(Saved entries)
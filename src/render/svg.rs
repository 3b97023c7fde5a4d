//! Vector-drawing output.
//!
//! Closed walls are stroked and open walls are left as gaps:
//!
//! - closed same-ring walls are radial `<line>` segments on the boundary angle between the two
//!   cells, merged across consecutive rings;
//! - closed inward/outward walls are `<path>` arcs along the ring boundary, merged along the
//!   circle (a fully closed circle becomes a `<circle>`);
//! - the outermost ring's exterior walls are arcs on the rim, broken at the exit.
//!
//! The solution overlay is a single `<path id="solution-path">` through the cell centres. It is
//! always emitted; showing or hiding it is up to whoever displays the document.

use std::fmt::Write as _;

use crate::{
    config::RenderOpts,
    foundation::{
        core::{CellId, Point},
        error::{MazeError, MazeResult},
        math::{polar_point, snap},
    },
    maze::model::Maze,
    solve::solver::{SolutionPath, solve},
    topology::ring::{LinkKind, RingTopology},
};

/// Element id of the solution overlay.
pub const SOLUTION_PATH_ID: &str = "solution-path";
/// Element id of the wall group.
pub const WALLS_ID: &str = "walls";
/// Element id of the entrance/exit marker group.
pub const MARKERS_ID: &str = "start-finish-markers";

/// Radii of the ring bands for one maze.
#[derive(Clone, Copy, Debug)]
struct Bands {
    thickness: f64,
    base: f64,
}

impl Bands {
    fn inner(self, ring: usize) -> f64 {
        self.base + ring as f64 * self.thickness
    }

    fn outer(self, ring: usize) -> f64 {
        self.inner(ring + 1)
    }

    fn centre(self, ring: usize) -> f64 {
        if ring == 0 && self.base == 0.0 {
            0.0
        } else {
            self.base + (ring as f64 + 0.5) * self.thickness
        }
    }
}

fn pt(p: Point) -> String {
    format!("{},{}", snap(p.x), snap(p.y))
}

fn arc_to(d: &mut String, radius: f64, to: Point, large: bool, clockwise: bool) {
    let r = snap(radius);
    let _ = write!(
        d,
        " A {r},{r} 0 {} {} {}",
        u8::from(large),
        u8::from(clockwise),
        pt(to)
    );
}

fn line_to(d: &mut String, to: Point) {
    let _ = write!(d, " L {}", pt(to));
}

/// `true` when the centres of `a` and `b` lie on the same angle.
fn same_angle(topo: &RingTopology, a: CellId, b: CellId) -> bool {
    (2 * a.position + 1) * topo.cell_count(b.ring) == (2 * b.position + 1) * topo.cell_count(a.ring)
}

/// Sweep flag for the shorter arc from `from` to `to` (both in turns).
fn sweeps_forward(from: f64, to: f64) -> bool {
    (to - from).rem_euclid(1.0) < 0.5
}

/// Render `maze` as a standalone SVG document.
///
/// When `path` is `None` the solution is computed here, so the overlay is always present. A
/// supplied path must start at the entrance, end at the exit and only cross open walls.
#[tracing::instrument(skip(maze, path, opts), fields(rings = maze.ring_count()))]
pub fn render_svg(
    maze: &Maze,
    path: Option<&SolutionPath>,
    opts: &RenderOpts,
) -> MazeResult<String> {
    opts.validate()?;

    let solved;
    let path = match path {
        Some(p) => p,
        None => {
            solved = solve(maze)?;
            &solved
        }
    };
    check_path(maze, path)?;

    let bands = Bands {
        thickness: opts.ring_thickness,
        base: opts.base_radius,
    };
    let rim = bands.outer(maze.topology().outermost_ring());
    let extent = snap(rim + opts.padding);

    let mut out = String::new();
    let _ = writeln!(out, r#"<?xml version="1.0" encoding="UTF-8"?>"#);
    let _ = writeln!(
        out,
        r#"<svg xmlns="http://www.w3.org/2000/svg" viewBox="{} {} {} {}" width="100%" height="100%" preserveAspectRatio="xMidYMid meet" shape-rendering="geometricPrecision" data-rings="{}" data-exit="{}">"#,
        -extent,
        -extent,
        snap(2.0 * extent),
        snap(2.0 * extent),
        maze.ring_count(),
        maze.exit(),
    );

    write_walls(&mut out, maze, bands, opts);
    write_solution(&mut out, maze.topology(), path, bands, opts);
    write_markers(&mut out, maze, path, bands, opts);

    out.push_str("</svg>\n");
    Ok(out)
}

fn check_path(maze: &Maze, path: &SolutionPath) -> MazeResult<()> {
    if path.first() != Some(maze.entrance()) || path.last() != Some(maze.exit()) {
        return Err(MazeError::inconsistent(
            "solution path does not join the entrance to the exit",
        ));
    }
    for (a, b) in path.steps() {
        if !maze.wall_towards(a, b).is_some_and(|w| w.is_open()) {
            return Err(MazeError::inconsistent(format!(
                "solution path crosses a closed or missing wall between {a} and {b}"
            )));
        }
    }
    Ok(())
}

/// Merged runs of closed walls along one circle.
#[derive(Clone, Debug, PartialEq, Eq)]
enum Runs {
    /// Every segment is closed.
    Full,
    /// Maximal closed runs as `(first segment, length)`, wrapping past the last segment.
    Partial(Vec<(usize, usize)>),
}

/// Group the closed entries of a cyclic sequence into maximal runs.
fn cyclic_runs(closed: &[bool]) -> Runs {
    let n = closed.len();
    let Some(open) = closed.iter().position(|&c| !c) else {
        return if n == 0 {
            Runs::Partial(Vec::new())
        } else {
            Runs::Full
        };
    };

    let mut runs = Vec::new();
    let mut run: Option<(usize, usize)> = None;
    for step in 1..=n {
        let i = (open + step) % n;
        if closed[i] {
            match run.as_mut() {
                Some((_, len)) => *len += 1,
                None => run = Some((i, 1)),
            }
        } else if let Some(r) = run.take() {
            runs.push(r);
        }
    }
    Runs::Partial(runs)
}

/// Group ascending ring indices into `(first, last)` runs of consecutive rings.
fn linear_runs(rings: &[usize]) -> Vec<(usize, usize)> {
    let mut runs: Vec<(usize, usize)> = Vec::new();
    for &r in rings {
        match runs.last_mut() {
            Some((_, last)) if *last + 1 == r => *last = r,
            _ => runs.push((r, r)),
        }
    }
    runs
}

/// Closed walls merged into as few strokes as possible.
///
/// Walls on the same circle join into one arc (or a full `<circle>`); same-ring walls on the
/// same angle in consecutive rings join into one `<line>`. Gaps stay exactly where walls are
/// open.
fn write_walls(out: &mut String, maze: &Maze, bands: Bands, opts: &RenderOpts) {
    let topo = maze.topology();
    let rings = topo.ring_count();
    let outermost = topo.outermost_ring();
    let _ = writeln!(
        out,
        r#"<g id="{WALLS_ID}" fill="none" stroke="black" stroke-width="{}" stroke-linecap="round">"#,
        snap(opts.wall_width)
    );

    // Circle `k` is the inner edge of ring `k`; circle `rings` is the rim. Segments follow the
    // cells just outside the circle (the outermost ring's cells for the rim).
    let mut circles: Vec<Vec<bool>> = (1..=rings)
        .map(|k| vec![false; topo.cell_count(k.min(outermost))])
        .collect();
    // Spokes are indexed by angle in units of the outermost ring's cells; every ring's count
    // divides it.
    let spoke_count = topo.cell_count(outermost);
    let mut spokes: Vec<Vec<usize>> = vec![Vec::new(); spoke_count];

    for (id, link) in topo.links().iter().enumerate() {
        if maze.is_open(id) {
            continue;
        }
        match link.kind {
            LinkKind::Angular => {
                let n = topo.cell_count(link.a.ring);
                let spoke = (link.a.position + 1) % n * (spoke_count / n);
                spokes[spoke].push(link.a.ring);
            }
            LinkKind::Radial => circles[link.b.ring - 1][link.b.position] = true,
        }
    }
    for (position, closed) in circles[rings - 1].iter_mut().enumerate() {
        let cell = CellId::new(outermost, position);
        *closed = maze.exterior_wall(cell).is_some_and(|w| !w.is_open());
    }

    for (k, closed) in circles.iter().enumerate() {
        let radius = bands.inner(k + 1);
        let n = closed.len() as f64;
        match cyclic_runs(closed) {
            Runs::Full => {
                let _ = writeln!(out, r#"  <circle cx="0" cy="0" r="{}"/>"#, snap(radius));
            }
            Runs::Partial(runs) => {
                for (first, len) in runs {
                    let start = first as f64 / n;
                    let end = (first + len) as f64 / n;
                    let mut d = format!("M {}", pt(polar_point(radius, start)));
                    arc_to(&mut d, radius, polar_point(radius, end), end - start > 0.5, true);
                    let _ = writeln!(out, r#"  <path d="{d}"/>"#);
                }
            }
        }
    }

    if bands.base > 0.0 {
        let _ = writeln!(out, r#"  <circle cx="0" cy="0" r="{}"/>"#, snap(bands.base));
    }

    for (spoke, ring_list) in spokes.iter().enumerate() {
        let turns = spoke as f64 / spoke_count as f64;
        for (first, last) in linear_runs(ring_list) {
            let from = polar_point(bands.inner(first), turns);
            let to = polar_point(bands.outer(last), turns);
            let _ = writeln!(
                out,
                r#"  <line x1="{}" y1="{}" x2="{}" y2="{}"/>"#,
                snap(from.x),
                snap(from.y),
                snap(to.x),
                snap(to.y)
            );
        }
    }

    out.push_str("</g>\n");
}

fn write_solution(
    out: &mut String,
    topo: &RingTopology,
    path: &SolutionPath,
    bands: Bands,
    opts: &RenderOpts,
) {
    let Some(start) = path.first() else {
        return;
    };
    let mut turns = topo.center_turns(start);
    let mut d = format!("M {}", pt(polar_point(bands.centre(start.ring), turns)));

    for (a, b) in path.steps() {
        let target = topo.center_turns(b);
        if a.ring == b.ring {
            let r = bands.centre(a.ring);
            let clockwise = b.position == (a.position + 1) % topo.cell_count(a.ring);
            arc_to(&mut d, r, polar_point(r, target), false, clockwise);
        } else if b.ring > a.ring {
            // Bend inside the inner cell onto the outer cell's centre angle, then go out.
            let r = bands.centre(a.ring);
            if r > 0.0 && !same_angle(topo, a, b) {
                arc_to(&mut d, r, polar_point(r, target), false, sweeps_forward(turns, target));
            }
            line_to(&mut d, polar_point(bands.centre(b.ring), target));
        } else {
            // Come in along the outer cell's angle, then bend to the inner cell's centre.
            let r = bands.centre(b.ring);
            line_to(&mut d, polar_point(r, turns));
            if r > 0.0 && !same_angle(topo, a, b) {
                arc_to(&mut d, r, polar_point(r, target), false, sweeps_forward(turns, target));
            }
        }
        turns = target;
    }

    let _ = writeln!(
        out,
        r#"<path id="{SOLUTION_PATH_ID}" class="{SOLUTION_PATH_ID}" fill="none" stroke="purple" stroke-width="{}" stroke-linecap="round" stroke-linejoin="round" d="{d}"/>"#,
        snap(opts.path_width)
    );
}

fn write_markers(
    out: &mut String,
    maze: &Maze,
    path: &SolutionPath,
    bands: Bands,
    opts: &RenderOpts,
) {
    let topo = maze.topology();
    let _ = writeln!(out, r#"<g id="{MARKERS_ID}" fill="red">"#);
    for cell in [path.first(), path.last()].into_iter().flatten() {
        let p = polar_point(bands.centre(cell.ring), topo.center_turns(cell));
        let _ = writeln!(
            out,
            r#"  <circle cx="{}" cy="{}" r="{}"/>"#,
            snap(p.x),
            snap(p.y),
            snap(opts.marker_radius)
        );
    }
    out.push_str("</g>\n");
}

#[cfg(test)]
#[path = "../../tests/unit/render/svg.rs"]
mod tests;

**Work required:** Word for word, set down the lines from the beginning of the records through the line that holds "across consecutive rings;". Leave out the rest.

**Exercise result:**
filename src/render/svg.rs
repository 3b97023c7fde5a4d
//! Vector-drawing output.
//!
//! Closed walls are stroked and open walls are left as gaps:
//!
//! - closed same-ring walls are radial `<line>` segments on the boundary angle between the two
//!   cells, merged across consecutive rings;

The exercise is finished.